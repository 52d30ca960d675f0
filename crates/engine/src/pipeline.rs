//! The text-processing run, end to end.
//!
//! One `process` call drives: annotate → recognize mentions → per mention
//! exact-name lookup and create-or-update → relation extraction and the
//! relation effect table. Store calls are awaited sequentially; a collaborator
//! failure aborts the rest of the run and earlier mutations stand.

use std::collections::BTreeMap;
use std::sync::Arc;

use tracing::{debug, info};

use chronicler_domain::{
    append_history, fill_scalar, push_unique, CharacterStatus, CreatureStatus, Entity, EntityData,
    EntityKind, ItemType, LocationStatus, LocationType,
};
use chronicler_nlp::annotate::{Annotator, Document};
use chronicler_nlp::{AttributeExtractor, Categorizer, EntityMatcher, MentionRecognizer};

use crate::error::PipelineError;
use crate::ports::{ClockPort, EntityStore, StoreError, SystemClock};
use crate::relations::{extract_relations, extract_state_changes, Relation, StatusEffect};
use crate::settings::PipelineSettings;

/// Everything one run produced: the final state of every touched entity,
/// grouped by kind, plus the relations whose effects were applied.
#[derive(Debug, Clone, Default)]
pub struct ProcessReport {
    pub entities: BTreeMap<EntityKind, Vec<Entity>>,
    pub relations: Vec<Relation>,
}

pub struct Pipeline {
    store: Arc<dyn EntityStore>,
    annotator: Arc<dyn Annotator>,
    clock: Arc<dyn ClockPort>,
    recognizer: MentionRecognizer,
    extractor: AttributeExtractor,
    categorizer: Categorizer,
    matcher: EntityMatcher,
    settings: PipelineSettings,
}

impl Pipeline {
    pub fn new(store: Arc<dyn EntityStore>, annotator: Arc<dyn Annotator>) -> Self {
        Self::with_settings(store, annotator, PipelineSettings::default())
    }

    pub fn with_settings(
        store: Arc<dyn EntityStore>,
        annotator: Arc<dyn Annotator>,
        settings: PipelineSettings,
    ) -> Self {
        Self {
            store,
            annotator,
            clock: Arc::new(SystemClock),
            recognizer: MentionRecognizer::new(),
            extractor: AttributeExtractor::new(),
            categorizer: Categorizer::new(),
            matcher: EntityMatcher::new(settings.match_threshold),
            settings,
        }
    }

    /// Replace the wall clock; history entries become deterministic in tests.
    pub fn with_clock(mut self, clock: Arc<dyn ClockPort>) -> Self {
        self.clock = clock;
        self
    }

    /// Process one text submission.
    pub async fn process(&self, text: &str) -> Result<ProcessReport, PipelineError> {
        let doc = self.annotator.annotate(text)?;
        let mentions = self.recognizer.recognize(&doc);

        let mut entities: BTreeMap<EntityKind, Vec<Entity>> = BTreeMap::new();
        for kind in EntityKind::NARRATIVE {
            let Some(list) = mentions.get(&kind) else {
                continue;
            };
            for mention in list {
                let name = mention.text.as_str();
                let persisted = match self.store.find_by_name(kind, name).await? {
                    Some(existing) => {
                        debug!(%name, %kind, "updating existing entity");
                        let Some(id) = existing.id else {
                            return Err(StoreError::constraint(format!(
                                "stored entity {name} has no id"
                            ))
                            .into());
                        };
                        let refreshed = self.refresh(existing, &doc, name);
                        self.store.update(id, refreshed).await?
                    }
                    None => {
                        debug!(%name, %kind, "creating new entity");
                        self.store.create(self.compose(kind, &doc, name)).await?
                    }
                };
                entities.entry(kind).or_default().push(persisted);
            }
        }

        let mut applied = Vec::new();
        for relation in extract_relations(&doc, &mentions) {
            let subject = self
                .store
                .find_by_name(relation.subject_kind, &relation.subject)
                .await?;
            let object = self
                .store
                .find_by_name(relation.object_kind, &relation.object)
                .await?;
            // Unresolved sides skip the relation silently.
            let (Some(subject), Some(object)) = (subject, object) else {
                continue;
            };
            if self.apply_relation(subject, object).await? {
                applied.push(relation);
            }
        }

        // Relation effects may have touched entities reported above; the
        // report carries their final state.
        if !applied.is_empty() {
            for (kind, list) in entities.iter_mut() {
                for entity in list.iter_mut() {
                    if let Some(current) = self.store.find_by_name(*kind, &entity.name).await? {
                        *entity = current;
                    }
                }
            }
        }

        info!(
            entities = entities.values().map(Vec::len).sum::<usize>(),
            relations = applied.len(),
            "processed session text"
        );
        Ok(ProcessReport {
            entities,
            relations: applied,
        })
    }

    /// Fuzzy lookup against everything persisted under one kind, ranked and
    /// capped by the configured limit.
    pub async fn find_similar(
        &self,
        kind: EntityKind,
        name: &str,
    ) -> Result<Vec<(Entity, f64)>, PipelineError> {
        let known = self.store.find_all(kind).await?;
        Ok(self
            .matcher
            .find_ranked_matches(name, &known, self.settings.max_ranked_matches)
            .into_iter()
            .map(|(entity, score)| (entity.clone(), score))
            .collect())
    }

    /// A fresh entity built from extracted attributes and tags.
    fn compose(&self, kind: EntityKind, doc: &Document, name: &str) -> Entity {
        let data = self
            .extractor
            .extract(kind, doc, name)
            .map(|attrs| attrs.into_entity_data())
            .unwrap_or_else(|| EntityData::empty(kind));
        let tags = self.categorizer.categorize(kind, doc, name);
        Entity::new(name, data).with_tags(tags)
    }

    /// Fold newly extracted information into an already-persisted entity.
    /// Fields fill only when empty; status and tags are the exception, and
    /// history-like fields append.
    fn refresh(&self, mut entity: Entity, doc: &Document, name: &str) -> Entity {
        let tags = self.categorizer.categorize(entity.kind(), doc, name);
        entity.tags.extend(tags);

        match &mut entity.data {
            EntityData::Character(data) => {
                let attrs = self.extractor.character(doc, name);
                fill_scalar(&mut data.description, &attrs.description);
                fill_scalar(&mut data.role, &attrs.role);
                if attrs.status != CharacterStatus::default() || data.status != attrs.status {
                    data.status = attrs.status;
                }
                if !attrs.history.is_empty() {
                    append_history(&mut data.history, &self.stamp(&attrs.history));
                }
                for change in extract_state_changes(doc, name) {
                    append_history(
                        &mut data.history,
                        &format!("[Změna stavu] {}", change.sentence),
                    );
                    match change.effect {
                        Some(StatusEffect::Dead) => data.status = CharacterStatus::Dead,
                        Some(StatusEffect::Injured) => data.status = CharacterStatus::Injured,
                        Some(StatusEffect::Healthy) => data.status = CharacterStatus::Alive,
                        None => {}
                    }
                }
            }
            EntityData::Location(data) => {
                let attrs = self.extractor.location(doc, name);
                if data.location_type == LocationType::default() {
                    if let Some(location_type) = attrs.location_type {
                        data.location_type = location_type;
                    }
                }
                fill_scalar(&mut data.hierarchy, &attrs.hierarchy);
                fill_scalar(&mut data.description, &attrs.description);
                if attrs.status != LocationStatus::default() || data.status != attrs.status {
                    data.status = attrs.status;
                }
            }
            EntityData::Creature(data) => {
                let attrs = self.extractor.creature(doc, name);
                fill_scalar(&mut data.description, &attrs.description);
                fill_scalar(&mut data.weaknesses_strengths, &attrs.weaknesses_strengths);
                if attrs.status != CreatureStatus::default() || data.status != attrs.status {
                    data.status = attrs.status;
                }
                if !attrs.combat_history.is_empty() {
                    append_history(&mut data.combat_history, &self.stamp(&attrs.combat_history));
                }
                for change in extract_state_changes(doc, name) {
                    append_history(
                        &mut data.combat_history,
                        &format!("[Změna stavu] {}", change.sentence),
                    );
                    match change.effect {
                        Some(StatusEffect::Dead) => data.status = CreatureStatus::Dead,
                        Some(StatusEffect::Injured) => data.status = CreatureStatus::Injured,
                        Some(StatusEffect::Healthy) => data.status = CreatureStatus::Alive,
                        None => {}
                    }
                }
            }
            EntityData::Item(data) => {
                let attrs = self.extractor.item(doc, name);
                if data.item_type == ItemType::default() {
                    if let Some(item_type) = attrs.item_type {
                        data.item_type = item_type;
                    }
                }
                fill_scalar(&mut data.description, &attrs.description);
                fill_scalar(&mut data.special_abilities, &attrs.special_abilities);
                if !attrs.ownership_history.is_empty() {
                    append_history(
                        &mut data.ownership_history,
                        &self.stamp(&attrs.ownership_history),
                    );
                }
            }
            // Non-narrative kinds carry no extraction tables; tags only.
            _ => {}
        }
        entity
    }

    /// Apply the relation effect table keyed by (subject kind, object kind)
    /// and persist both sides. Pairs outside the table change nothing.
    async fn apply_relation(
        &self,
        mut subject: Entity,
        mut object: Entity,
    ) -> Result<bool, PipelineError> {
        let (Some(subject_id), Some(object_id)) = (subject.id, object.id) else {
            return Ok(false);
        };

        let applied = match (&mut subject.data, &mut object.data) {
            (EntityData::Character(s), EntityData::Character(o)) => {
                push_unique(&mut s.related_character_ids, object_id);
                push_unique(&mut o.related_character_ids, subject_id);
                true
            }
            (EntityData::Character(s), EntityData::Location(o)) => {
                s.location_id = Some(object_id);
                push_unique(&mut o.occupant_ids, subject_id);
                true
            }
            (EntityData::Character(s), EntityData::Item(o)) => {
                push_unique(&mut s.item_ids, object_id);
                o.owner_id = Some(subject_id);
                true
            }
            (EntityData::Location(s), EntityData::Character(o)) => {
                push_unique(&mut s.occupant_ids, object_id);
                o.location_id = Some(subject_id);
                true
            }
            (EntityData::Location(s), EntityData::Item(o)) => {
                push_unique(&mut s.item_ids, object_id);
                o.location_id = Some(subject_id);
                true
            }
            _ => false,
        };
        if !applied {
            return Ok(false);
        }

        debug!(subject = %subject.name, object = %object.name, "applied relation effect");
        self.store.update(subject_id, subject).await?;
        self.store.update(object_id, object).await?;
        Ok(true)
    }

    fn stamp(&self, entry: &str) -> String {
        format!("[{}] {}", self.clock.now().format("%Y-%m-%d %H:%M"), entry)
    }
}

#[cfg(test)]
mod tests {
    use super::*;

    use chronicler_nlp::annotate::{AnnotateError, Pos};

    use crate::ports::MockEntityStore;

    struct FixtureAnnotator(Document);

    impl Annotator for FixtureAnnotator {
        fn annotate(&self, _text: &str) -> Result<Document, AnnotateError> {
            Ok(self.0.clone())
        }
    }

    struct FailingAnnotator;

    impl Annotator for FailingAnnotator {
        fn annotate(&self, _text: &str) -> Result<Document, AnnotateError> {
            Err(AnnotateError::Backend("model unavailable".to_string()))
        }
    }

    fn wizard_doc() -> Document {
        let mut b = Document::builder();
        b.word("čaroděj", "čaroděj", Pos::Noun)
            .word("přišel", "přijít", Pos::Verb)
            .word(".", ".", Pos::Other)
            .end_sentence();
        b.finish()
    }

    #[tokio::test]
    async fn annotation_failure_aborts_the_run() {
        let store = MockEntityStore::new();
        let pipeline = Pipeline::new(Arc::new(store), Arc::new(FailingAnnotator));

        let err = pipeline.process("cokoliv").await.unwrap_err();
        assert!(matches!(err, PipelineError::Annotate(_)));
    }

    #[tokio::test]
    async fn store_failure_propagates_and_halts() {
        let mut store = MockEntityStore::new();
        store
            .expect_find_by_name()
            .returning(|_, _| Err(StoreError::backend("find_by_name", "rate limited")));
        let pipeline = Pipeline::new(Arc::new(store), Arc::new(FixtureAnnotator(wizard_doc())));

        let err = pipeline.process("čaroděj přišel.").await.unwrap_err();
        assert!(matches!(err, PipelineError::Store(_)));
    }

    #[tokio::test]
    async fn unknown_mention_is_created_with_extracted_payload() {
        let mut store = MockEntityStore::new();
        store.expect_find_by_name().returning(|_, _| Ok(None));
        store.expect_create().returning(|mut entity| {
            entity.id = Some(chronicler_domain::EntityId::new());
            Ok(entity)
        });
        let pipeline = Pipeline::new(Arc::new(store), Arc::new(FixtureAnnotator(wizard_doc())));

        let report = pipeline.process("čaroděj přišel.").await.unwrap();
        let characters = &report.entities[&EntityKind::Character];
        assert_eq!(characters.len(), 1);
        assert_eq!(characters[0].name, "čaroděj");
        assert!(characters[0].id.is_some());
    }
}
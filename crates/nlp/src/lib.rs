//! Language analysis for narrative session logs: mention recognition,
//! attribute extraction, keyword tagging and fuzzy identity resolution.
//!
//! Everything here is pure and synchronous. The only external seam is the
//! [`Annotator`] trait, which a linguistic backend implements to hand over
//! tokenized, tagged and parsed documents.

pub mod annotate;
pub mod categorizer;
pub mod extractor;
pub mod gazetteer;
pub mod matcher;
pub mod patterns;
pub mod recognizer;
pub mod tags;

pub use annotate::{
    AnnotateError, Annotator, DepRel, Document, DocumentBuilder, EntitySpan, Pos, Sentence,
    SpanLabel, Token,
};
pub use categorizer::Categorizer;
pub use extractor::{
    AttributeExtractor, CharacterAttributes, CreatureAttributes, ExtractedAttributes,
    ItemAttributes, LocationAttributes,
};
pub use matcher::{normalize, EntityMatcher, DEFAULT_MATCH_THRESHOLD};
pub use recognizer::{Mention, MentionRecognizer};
________________________________________
Find the line with "the exception, and" in the entries above. Retype it and each line after it, exactly, through the line with "if attrs.status != CharacterStatus::default()", and stop there.

    /// Fields fill only when empty; status and tags are the exception, and
    /// history-like fields append.
    fn refresh(&self, mut entity: Entity, doc: &Document, name: &str) -> Entity {
        let tags = self.categorizer.categorize(entity.kind(), doc, name);
        entity.tags.extend(tags);

        match &mut entity.data {
            EntityData::Character(data) => {
                let attrs = self.extractor.character(doc, name);
                fill_scalar(&mut data.description, &attrs.description);
                fill_scalar(&mut data.role, &attrs.role);
                if attrs.status != CharacterStatus::default() || data.status != attrs.status {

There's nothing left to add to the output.